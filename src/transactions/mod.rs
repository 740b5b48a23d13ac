//! Transaction input for the panel pipeline.
//!
//! This module provides the typed transaction table and the reader that
//! loads it from delimited text.

pub mod reader;
pub mod types;

// Re-export commonly used types
pub use reader::{read_transactions, read_transactions_from};
pub use types::{columns, Demographics, HouseholdKey, Transaction, TransactionTable};
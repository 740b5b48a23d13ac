//! Household-week panel construction.
//!
//! Each snapshot is cut at a day `D` and holds one row per household in the
//! whole table. Lag feature `k` is 1 when the household made at least one
//! target purchase in the 7-day block ending `k` weeks before `D`, and 0
//! otherwise, including when the household has no rows in that block.

use crate::config::WeekLabelStyle;
use crate::core::attributes::HouseholdAttributes;
use crate::core::tagger::TaggedTable;
use crate::core::windowing::WeekPlan;
use crate::error::{PanelError, Result};
use crate::transactions::{HouseholdKey, Transaction, TransactionTable};
use serde::{Deserialize, Serialize};
use std::collections::{BTreeMap, HashMap};
use tracing::{debug, info};

/// Prefix of the lag feature columns.
pub const LAG_COLUMN_PREFIX: &str = "eggPurchase_week";

/// Output column name for lag offset `lag`.
pub fn lag_column_name(lag: usize) -> String {
    format!("{LAG_COLUMN_PREFIX}{lag}")
}

/// One (household, snapshot) row.
#[derive(Debug, Clone, PartialEq, Serialize, Deserialize)]
pub struct PanelRow {
    pub household_key: HouseholdKey,
    /// Rows with a basket id for this household across the whole table
    pub num_baskets: u64,
    /// Snapshot cutoff day
    pub cutoff_day: i64,
    /// 0/1 lag features, index = lag offset
    pub lags: Vec<u8>,
    /// Joined household attributes, present once enrichment has run
    pub attributes: Option<HouseholdAttributes>,
}

impl PanelRow {
    pub fn attributes_mut(&mut self) -> &mut HouseholdAttributes {
        self.attributes.get_or_insert_with(HouseholdAttributes::default)
    }
}

/// The rows of a single snapshot.
#[derive(Debug, Clone)]
pub struct PanelFragment {
    pub cutoff_day: i64,
    pub lag_depth: usize,
    pub rows: Vec<PanelRow>,
}

/// The household x snapshot-week feature table.
#[derive(Debug, Clone)]
pub struct Panel {
    lag_depth: usize,
    week_label: WeekLabelStyle,
    rows: Vec<PanelRow>,
    snapshots: usize,
}

impl Panel {
    pub fn new(lag_depth: usize, week_label: WeekLabelStyle) -> Self {
        Self {
            lag_depth,
            week_label,
            rows: Vec::new(),
            snapshots: 0,
        }
    }

    /// Append a snapshot's rows.
    ///
    /// Every fragment must carry the panel's lag columns.
    pub fn append(&mut self, fragment: PanelFragment) -> Result<()> {
        let mismatched = fragment.lag_depth != self.lag_depth
            || fragment.rows.iter().any(|r| r.lags.len() != self.lag_depth);
        if mismatched {
            return Err(PanelError::Schema(format!(
                "snapshot cut at day {} does not carry {} lag column(s)",
                fragment.cutoff_day, self.lag_depth
            )));
        }

        self.rows.extend(fragment.rows);
        self.snapshots += 1;
        Ok(())
    }

    /// Left-join per-household values onto every row.
    ///
    /// `apply` receives each matching right-hand value (or `None` when the
    /// household has none). The join fails if it changes the row count.
    pub fn left_join<V, F>(&mut self, join: &str, right: &[(HouseholdKey, V)], mut apply: F) -> Result<()>
    where
        F: FnMut(&mut PanelRow, Option<&V>),
    {
        let mut index: HashMap<&HouseholdKey, Vec<&V>> = HashMap::new();
        for (key, value) in right {
            index.entry(key).or_default().push(value);
        }

        let before = self.rows.len();
        let mut joined = Vec::with_capacity(before);
        for row in self.rows.drain(..) {
            match index.get(&row.household_key) {
                Some(matches) => {
                    for value in matches {
                        let mut out = row.clone();
                        apply(&mut out, Some(*value));
                        joined.push(out);
                    }
                }
                None => {
                    let mut out = row;
                    apply(&mut out, None);
                    joined.push(out);
                }
            }
        }

        let after = joined.len();
        if after != before {
            return Err(PanelError::JoinCardinality {
                join: join.to_string(),
                before,
                after,
            });
        }

        self.rows = joined;
        debug!(join, rows = after, "Joined household values");
        Ok(())
    }

    pub fn rows(&self) -> &[PanelRow] {
        &self.rows
    }

    pub fn len(&self) -> usize {
        self.rows.len()
    }

    pub fn is_empty(&self) -> bool {
        self.rows.is_empty()
    }

    pub fn lag_depth(&self) -> usize {
        self.lag_depth
    }

    pub fn week_label(&self) -> WeekLabelStyle {
        self.week_label
    }

    pub fn snapshot_count(&self) -> usize {
        self.snapshots
    }

    /// Whether attribute enrichment has run on this panel.
    pub fn is_enriched(&self) -> bool {
        self.rows.first().is_some_and(|r| r.attributes.is_some())
    }
}

/// Every household in the table with its basket count.
#[derive(Debug, Clone, Default)]
pub struct HouseholdIndex {
    baskets: BTreeMap<HouseholdKey, u64>,
}

impl HouseholdIndex {
    pub fn from_table(table: &TransactionTable) -> Self {
        let mut baskets = BTreeMap::new();
        for transaction in table.records() {
            let count = baskets.entry(transaction.household_key.clone()).or_insert(0u64);
            if transaction.basket_id.is_some() {
                *count += 1;
            }
        }
        Self { baskets }
    }

    pub fn len(&self) -> usize {
        self.baskets.len()
    }

    pub fn is_empty(&self) -> bool {
        self.baskets.is_empty()
    }

    /// Households in key order with their basket counts.
    pub fn iter(&self) -> impl Iterator<Item = (&HouseholdKey, u64)> {
        self.baskets.iter().map(|(key, &count)| (key, count))
    }
}

/// Builds the panel from a tagged table and a week plan.
pub struct PanelBuilder<'a> {
    tagged: &'a TaggedTable,
    plan: &'a WeekPlan,
    week_label: WeekLabelStyle,
    households: HouseholdIndex,
}

impl<'a> PanelBuilder<'a> {
    pub fn new(tagged: &'a TaggedTable, plan: &'a WeekPlan, week_label: WeekLabelStyle) -> Self {
        Self {
            tagged,
            plan,
            week_label,
            households: HouseholdIndex::from_table(tagged.table()),
        }
    }

    pub fn households(&self) -> &HouseholdIndex {
        &self.households
    }

    /// Build every snapshot and concatenate them, latest first.
    pub fn build(&self) -> Result<Panel> {
        let mut panel = Panel::new(self.plan.lag_depth, self.week_label);
        for week in 0..self.plan.num_weeks_considered {
            panel.append(self.build_snapshot(week))?;
        }

        info!(
            snapshots = panel.snapshot_count(),
            households = self.households.len(),
            rows = panel.len(),
            "Built household-week panel"
        );
        Ok(panel)
    }

    /// Build the rows of snapshot `week`.
    pub fn build_snapshot(&self, week: usize) -> PanelFragment {
        let cutoff_day = self.plan.cutoff_day(week);

        // All history up to the cutoff; lag windows narrow it further.
        let history: Vec<(&Transaction, u8)> = self
            .tagged
            .rows()
            .filter(|(t, _)| t.day <= cutoff_day)
            .collect();

        let mut rows: Vec<PanelRow> = self
            .households
            .iter()
            .map(|(key, num_baskets)| PanelRow {
                household_key: key.clone(),
                num_baskets,
                cutoff_day,
                lags: Vec::with_capacity(self.plan.lag_depth),
                attributes: None,
            })
            .collect();

        for lag in 0..self.plan.lag_depth {
            let window = WeekPlan::lag_window(cutoff_day, lag);
            let mut target_counts: HashMap<&HouseholdKey, u64> = HashMap::new();
            for (transaction, flag) in history.iter().filter(|(t, _)| window.contains(t.day)) {
                let count = target_counts.entry(&transaction.household_key).or_insert(0);
                *count = count.saturating_add(u64::from(*flag));
            }

            for row in &mut rows {
                let purchased = target_counts
                    .get(&row.household_key)
                    .map(|&count| u8::from(count >= 1));
                row.lags.push(purchased.unwrap_or(0));
            }
        }

        debug!(
            week,
            cutoff_day,
            history_rows = history.len(),
            "Built panel snapshot"
        );

        PanelFragment {
            cutoff_day,
            lag_depth: self.plan.lag_depth,
            rows,
        }
    }
}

·····

The task – Go through the material above and copy each line that holds the string "offset".

Completed task –
/// Output column name for lag offset `lag`.
    /// 0/1 lag features, index = lag offset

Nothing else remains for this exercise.